The resistivity of metals and allows is very small. Therefore, these materials are good conductors of electric current. On the other hand, the resistivity of insulators is extremely large. As a result, these materials hardly conduct any current. There also an intermediate class of materials known as semiconductors. The resistivity of these substances lies between conductors and insulators.

What are resistors?

A resistor is is a conductor in a circuit used to control the current’s size flowing in a course. Resistors can have a resistance that ranges from a few ohms to several millions of ohms. There are two types of resistors, fixed resistors and variable resistors.

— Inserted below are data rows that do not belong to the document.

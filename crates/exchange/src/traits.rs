use crate::error::ExchangeError;
use crate::types::{Account, ExchangeKind, Order, Ticker};
use async_trait::async_trait;
use rust_decimal::Decimal;

/// The generic, abstract interface for an exchange account.
///
/// Strategy scripts reach an account only through this trait, so the
/// underlying implementation (live or paper) can be swapped out freely.
#[async_trait]
pub trait Exchange: Send + Sync {
    fn kind(&self) -> ExchangeKind;

    /// Fetches the balances of every asset held on the account.
    async fn get_account(&self) -> Result<Account, ExchangeError>;

    /// Fetches the best bid/ask and the last traded price of a symbol.
    async fn get_ticker(&self, symbol: &str) -> Result<Ticker, ExchangeError>;

    /// Places a limit buy order and returns its id.
    async fn buy(&self, symbol: &str, price: Decimal, amount: Decimal) -> Result<String, ExchangeError>;

    /// Places a limit sell order and returns its id.
    async fn sell(&self, symbol: &str, price: Decimal, amount: Decimal) -> Result<String, ExchangeError>;

    async fn get_order(&self, symbol: &str, id: &str) -> Result<Order, ExchangeError>;

    async fn cancel_order(&self, symbol: &str, id: &str) -> Result<(), ExchangeError>;
}
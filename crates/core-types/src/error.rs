use thiserror::Error;

#[derive(Error, Debug)]
pub enum CoreError {
    #[error("Invalid input for {0}: {1}")]
    InvalidInput(String, String),
}
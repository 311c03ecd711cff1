use crate::error::InterruptError;
use std::sync::atomic::{AtomicBool, Ordering};
use std::sync::{Arc, Mutex};
use tokio::sync::mpsc::{self, error::TrySendError};

/// The halt signal raised inside a sandbox to end its script.
#[derive(Debug, Clone, Copy, PartialEq, Eq)]
pub struct Halt;

/// A function scheduled onto the sandbox's own execution point. Returning
/// `Err(Halt)` ends the running script.
pub type Interrupt = Box<dyn FnOnce() -> Result<(), Halt> + Send>;

/// Creates the interruption channel of one sandbox. At most one interruption
/// can be pending at a time.
pub fn channel() -> (InterruptHandle, InterruptReceiver) {
    let (tx, rx) = mpsc::channel(1);
    let halting = Arc::new(AtomicBool::new(false));
    (
        InterruptHandle {
            tx,
            halting: Arc::clone(&halting),
        },
        InterruptReceiver {
            rx: Mutex::new(rx),
            halting,
        },
    )
}

/// The sending side, held by the lifecycle controller and by every exchange
/// binding of the sandbox.
#[derive(Debug, Clone)]
pub struct InterruptHandle {
    tx: mpsc::Sender<Interrupt>,
    halting: Arc<AtomicBool>,
}

impl InterruptHandle {
    /// Schedules `interrupt` to run before the sandbox's next instruction.
    pub fn post(&self, interrupt: Interrupt) -> Result<(), InterruptError> {
        self.tx.try_send(interrupt).map_err(|e| match e {
            TrySendError::Full(_) => InterruptError::Pending,
            TrySendError::Closed(_) => InterruptError::Closed,
        })
    }

    /// Posts an interruption that unconditionally raises the halt signal.
    ///
    /// The halt is remembered even when another interruption is still
    /// pending, so it lands right after that one has run.
    pub fn halt(&self) -> Result<(), InterruptError> {
        if self.tx.is_closed() {
            return Err(InterruptError::Closed);
        }
        self.halting.store(true, Ordering::SeqCst);
        self.post(Box::new(|| Err(Halt)))
    }

    /// True once a halt has been requested for this sandbox.
    pub fn is_halting(&self) -> bool {
        self.halting.load(Ordering::SeqCst)
    }

}

/// The receiving side, polled by the interpreter between instructions.
pub struct InterruptReceiver {
    rx: Mutex<mpsc::Receiver<Interrupt>>,
    halting: Arc<AtomicBool>,
}

impl InterruptReceiver {
    /// Runs the pending interruption, if any.
    pub fn poll(&self) -> Result<(), Halt> {
        let next = match self.rx.lock() {
            Ok(mut rx) => rx.try_recv().ok(),
            Err(_) => None,
        };
        if let Some(interrupt) = next {
            interrupt()?;
        }
        match self.halting.load(Ordering::SeqCst) {
            true => Err(Halt),
            false => Ok(()),
        }
    }
}

#[cfg(test)]
mod tests {
    use super::*;

    #[test]
    fn second_interrupt_is_rejected_while_one_is_pending() {
        let (handle, receiver) = channel();
        assert!(handle.post(Box::new(|| Err(Halt))).is_ok());
        assert_eq!(handle.post(Box::new(|| Ok(()))), Err(InterruptError::Pending));

        assert_eq!(receiver.poll(), Err(Halt));
        assert_eq!(receiver.poll(), Ok(()));
        assert!(!handle.is_halting());
    }

    #[test]
    fn posting_after_the_sandbox_is_gone_reports_closed() {
        let (handle, receiver) = channel();
        drop(receiver);
        assert_eq!(handle.halt(), Err(InterruptError::Closed));
        assert!(!handle.is_halting());
    }

    #[test]
    fn non_halting_interrupts_let_the_script_continue() {
        let (handle, receiver) = channel();
        handle.post(Box::new(|| Ok(()))).unwrap();
        assert!(!handle.is_halting());
        assert_eq!(receiver.poll(), Ok(()));
        assert_eq!(receiver.poll(), Ok(()));
    }

    #[test]
    fn halt_behind_a_pending_interrupt_still_lands() {
        let (handle, receiver) = channel();
        let ran = Arc::new(AtomicBool::new(false));
        let flag = Arc::clone(&ran);
        handle
            .post(Box::new(move || {
                flag.store(true, Ordering::SeqCst);
                Ok(())
            }))
            .unwrap();

        assert_eq!(handle.halt(), Err(InterruptError::Pending));
        assert!(handle.is_halting());
        assert_eq!(receiver.poll(), Err(Halt));
        assert!(ran.load(Ordering::SeqCst));
    }
}
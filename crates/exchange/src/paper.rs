use crate::error::ExchangeError;
use crate::traits::Exchange;
use crate::types::{Account, Balance, ExchangeKind, Order, OrderStatus, Ticker};
use async_trait::async_trait;
use configuration::PaperConfig;
use core_types::OrderSide;
use rust_decimal::Decimal;
use std::collections::{BTreeMap, HashMap};
use tokio::sync::Mutex;

#[derive(Debug, Default)]
struct PaperState {
    balances: BTreeMap<String, Balance>,
    orders: HashMap<String, Order>,
    prices: HashMap<String, Decimal>,
    next_order_id: u64,
}

impl PaperState {
    fn balance(&mut self, asset: &str) -> &mut Balance {
        self.balances.entry(asset.to_string()).or_default()
    }

    /// Moves `amount` of `asset` from free to frozen.
    fn freeze(&mut self, asset: &str, amount: Decimal) -> Result<(), ExchangeError> {
        let balance = self.balance(asset);
        if balance.free < amount {
            return Err(ExchangeError::InsufficientBalance {
                asset: asset.to_string(),
                required: amount.to_string(),
                available: balance.free.to_string(),
            });
        }
        balance.free -= amount;
        balance.frozen += amount;
        Ok(())
    }

    fn unfreeze(&mut self, asset: &str, amount: Decimal) -> Result<(), ExchangeError> {
        let balance = self.balance(asset);
        balance.free = checked(balance.free.checked_add(amount), asset)?;
        balance.frozen -= amount;
        Ok(())
    }

    /// Adds `amount` to the free balance of `asset`.
    fn credit(&mut self, asset: &str, amount: Decimal) -> Result<(), ExchangeError> {
        let balance = self.balance(asset);
        balance.free = checked(balance.free.checked_add(amount), asset)?;
        Ok(())
    }
}

fn checked(value: Option<Decimal>, what: &str) -> Result<Decimal, ExchangeError> {
    value.ok_or_else(|| ExchangeError::InvalidData(format!("Arithmetic overflow in {}", what)))
}

/// The "virtual exchange": an in-memory account that fills limit orders
/// against prices fed in with [`PaperExchange::set_price`].
///
/// A buy fills immediately when its price is at or above the last known price
/// (or when no price is known yet); a sell fills when its price is at or below
/// it. Other orders rest with their funds frozen until the price crosses or
/// the order is cancelled. Fees are charged in the quote asset.
pub struct PaperExchange {
    quote_asset: String,
    fee_rate: Decimal,
    state: Mutex<PaperState>,
}

impl PaperExchange {
    pub fn new(config: &PaperConfig) -> Self {
        let mut state = PaperState::default();
        state.balance(&config.quote_asset).free = config.initial_quote_balance;
        Self {
            quote_asset: config.quote_asset.clone(),
            fee_rate: config.fee_rate,
            state: Mutex::new(state),
        }
    }

    /// Splits `BTCUSDT` into `BTC` for a `USDT` quoted paper account.
    fn base_asset<'a>(&self, symbol: &'a str) -> Result<&'a str, ExchangeError> {
        symbol
            .strip_suffix(self.quote_asset.as_str())
            .filter(|base| !base.is_empty())
            .ok_or_else(|| {
                ExchangeError::InvalidData(format!(
                    "Symbol {} is not quoted in {}",
                    symbol, self.quote_asset
                ))
            })
    }

    /// Records a market price and fills every resting order it crosses.
    pub async fn set_price(&self, symbol: &str, price: Decimal) -> Result<(), ExchangeError> {
        let base = self.base_asset(symbol)?.to_string();
        let mut state = self.state.lock().await;
        state.prices.insert(symbol.to_string(), price);

        let crossed: Vec<String> = state
            .orders
            .values()
            .filter(|o| o.symbol == symbol && o.status == OrderStatus::Pending)
            .filter(|o| match o.side {
                OrderSide::Buy => o.price >= price,
                OrderSide::Sell => o.price <= price,
            })
            .map(|o| o.id.clone())
            .collect();

        for id in crossed {
            self.fill(&mut state, &id, &base)?;
        }
        Ok(())
    }

    /// The notional value of an order, its fee, and what a buy has to freeze.
    fn totals(&self, price: Decimal, amount: Decimal) -> Result<(Decimal, Decimal, Decimal), ExchangeError> {
        let cost = checked(price.checked_mul(amount), "order cost")?;
        let fee = checked(cost.checked_mul(self.fee_rate), "order fee")?;
        let total = checked(cost.checked_add(fee), "order total")?;
        Ok((cost, fee, total))
    }

    /// Settles a pending order whose funds are already frozen.
    fn fill(&self, state: &mut PaperState, id: &str, base: &str) -> Result<(), ExchangeError> {
        let Some(order) = state.orders.get(id) else {
            return Ok(());
        };
        let (side, price, amount) = (order.side, order.price, order.amount);
        let (cost, fee, total) = self.totals(price, amount)?;

        match side {
            OrderSide::Buy => {
                state.credit(base, amount)?;
                state.balance(&self.quote_asset).frozen -= total;
            }
            OrderSide::Sell => {
                state.credit(&self.quote_asset, checked(cost.checked_sub(fee), "order proceeds")?)?;
                state.balance(base).frozen -= amount;
            }
        }
        if let Some(order) = state.orders.get_mut(id) {
            order.status = OrderStatus::Filled;
            order.filled = order.amount;
        }
        tracing::debug!(order_id = id, ?side, %price, %amount, %fee, "Paper order filled");
        Ok(())
    }

    async fn place(
        &self,
        side: OrderSide,
        symbol: &str,
        price: Decimal,
        amount: Decimal,
    ) -> Result<String, ExchangeError> {
        if price <= Decimal::ZERO || amount <= Decimal::ZERO {
            return Err(ExchangeError::InvalidData(format!(
                "Price and amount must be positive (price {}, amount {})",
                price, amount
            )));
        }
        let base = self.base_asset(symbol)?.to_string();
        let (_, _, total) = self.totals(price, amount)?;
        let mut state = self.state.lock().await;

        match side {
            OrderSide::Buy => state.freeze(&self.quote_asset, total)?,
            OrderSide::Sell => state.freeze(&base, amount)?,
        }

        state.next_order_id += 1;
        let id = state.next_order_id.to_string();
        state.orders.insert(
            id.clone(),
            Order {
                id: id.clone(),
                symbol: symbol.to_string(),
                side,
                price,
                amount,
                filled: Decimal::ZERO,
                status: OrderStatus::Pending,
            },
        );

        let crosses = match state.prices.get(symbol) {
            None => true,
            Some(last) => match side {
                OrderSide::Buy => price >= *last,
                OrderSide::Sell => price <= *last,
            },
        };
        if crosses {
            self.fill(&mut state, &id, &base)?;
        }
        Ok(id)
    }
}

#[async_trait]
impl Exchange for PaperExchange {
    fn kind(&self) -> ExchangeKind {
        ExchangeKind::Paper
    }

    async fn get_account(&self) -> Result<Account, ExchangeError> {
        let state = self.state.lock().await;
        Ok(Account {
            balances: state.balances.clone(),
        })
    }

    async fn get_ticker(&self, symbol: &str) -> Result<Ticker, ExchangeError> {
        let state = self.state.lock().await;
        let last = state
            .prices
            .get(symbol)
            .copied()
            .ok_or_else(|| ExchangeError::InvalidData(format!("No market price known for {}", symbol)))?;
        Ok(Ticker {
            bid: last,
            ask: last,
            last,
        })
    }

    async fn buy(&self, symbol: &str, price: Decimal, amount: Decimal) -> Result<String, ExchangeError> {
        self.place(OrderSide::Buy, symbol, price, amount).await
    }

    async fn sell(&self, symbol: &str, price: Decimal, amount: Decimal) -> Result<String, ExchangeError> {
        self.place(OrderSide::Sell, symbol, price, amount).await
    }

    async fn get_order(&self, _symbol: &str, id: &str) -> Result<Order, ExchangeError> {
        let state = self.state.lock().await;
        state
            .orders
            .get(id)
            .cloned()
            .ok_or_else(|| ExchangeError::OrderNotFound(id.to_string()))
    }

    async fn cancel_order(&self, symbol: &str, id: &str) -> Result<(), ExchangeError> {
        let base = self.base_asset(symbol)?.to_string();
        let mut state = self.state.lock().await;
        let order = state
            .orders
            .get(id)
            .ok_or_else(|| ExchangeError::OrderNotFound(id.to_string()))?;
        if order.status != OrderStatus::Pending {
            return Err(ExchangeError::NotCancellable(id.to_string()));
        }
        let (side, price, amount) = (order.side, order.price, order.amount);

        match side {
            OrderSide::Buy => {
                let (_, _, total) = self.totals(price, amount)?;
                state.unfreeze(&self.quote_asset, total)?;
            }
            OrderSide::Sell => state.unfreeze(&base, amount)?,
        }
        if let Some(order) = state.orders.get_mut(id) {
            order.status = OrderStatus::Cancelled;
        }
        Ok(())
    }
}

#[cfg(test)]
mod tests {
    use super::*;
    use rust_decimal_macros::dec;

    fn exchange() -> PaperExchange {
        PaperExchange::new(&PaperConfig {
            quote_asset: "USDT".to_string(),
            initial_quote_balance: dec!(1000),
            fee_rate: dec!(0.001),
        })
    }

    #[tokio::test]
    async fn buy_without_known_price_fills_and_charges_fee() {
        let ex = exchange();
        let id = ex.buy("BTCUSDT", dec!(100), dec!(2)).await.unwrap();

        let order = ex.get_order("BTCUSDT", &id).await.unwrap();
        assert_eq!(order.status, OrderStatus::Filled);

        let account = ex.get_account().await.unwrap();
        assert_eq!(account.balances["USDT"].free, dec!(799.8));
        assert_eq!(account.balances["USDT"].frozen, dec!(0.000));
        assert_eq!(account.balances["BTC"].free, dec!(2));
    }

    #[tokio::test]
    async fn resting_order_fills_when_price_crosses() {
        let ex = exchange();
        ex.set_price("BTCUSDT", dec!(100)).await.unwrap();
        let id = ex.buy("BTCUSDT", dec!(90), dec!(1)).await.unwrap();
        assert_eq!(ex.get_order("BTCUSDT", &id).await.unwrap().status, OrderStatus::Pending);
        assert_eq!(ex.get_account().await.unwrap().balances["USDT"].frozen, dec!(90.09));

        ex.set_price("BTCUSDT", dec!(89)).await.unwrap();
        let order = ex.get_order("BTCUSDT", &id).await.unwrap();
        assert_eq!(order.status, OrderStatus::Filled);
        assert_eq!(order.filled, dec!(1));
    }

    #[tokio::test]
    async fn cancel_releases_frozen_funds() {
        let ex = exchange();
        ex.set_price("BTCUSDT", dec!(100)).await.unwrap();
        let id = ex.buy("BTCUSDT", dec!(50), dec!(1)).await.unwrap();
        ex.cancel_order("BTCUSDT", &id).await.unwrap();

        let usdt = ex.get_account().await.unwrap().balances["USDT"];
        assert_eq!(usdt.free, dec!(1000));
        assert!(usdt.frozen.is_zero());
        assert!(matches!(
            ex.cancel_order("BTCUSDT", &id).await,
            Err(ExchangeError::NotCancellable(_))
        ));
    }

    #[tokio::test]
    async fn rejects_overspending_and_unknown_symbols() {
        let ex = exchange();
        assert!(matches!(
            ex.buy("BTCUSDT", dec!(1000), dec!(1)).await,
            Err(ExchangeError::InsufficientBalance { .. })
        ));
        assert!(matches!(
            ex.sell("BTCUSDT", dec!(10), dec!(1)).await,
            Err(ExchangeError::InsufficientBalance { .. })
        ));
        assert!(ex.buy("BTCEUR", dec!(1), dec!(1)).await.is_err());
    }

    #[tokio::test]
    async fn oversized_orders_are_rejected_instead_of_overflowing() {
        let ex = exchange();
        let huge = Decimal::MAX;
        assert!(matches!(
            ex.buy("BTCUSDT", huge, dec!(2)).await,
            Err(ExchangeError::InvalidData(_))
        ));
        assert!(matches!(
            ex.sell("BTCUSDT", huge, huge).await,
            Err(ExchangeError::InvalidData(_))
        ));

        let usdt = ex.get_account().await.unwrap().balances["USDT"];
        assert_eq!(usdt.free, dec!(1000));
        assert!(usdt.frozen.is_zero());
    }
}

A fixed resistor has a resistance of fixed value. Common types of fixed resistors include carbon film resistors and wire-wound resistors. A variable resistor has a resistance that can be varied. It uses to run the amount of current flowing in the circuit.

Let’s look into the bases that differentiate their Difference between resistance and resistivity.

1. Definition

The physical property of a substance that opposes the flow of current(electrons) that called Resistance. However, a physical property of a specific sense with specific dimensions that called Resistivity.

2. Proportionality

Resistance is directly proportional to the length and temperature of a substance. Hence, it is inversely proportional to the cross-sectional area of the sense. In contrast, resistivity is proportional to the nature and temperature of the specific meaning.

3. Symbol

R is the symbol representing resistance, and ρ is the symbol for resistivity.

4. Formula

Resistance calculated from these formulas: R = V/I or R = ρ(L/A) V = Voltage, I = Current, ρ = Resistivity.

Resistivity calculated as: ρ = (R×A)/L where R = Resistance, L= Length, A = Cross-sectional area.

5. SI unit

Ohms is the SI unit of resistance, and Ohms-meter is the SI unit of resistivity.

6. Application

Scientists have found various places where they can use the properties of resistance and resistivity. However, resistance uses in heaters, sensors, and fuses, etc. Still, resistivity use in tests like quality control tests for calcareous soil.

We hope that you have understood the concept of resistance and resistivity in detail. If you are a student. We wish you luck for your examination. Applying information gained through this blog as you have seen the significant differences between resistance and resistivity. It would help if you kept searching more on the topic of current and electricity.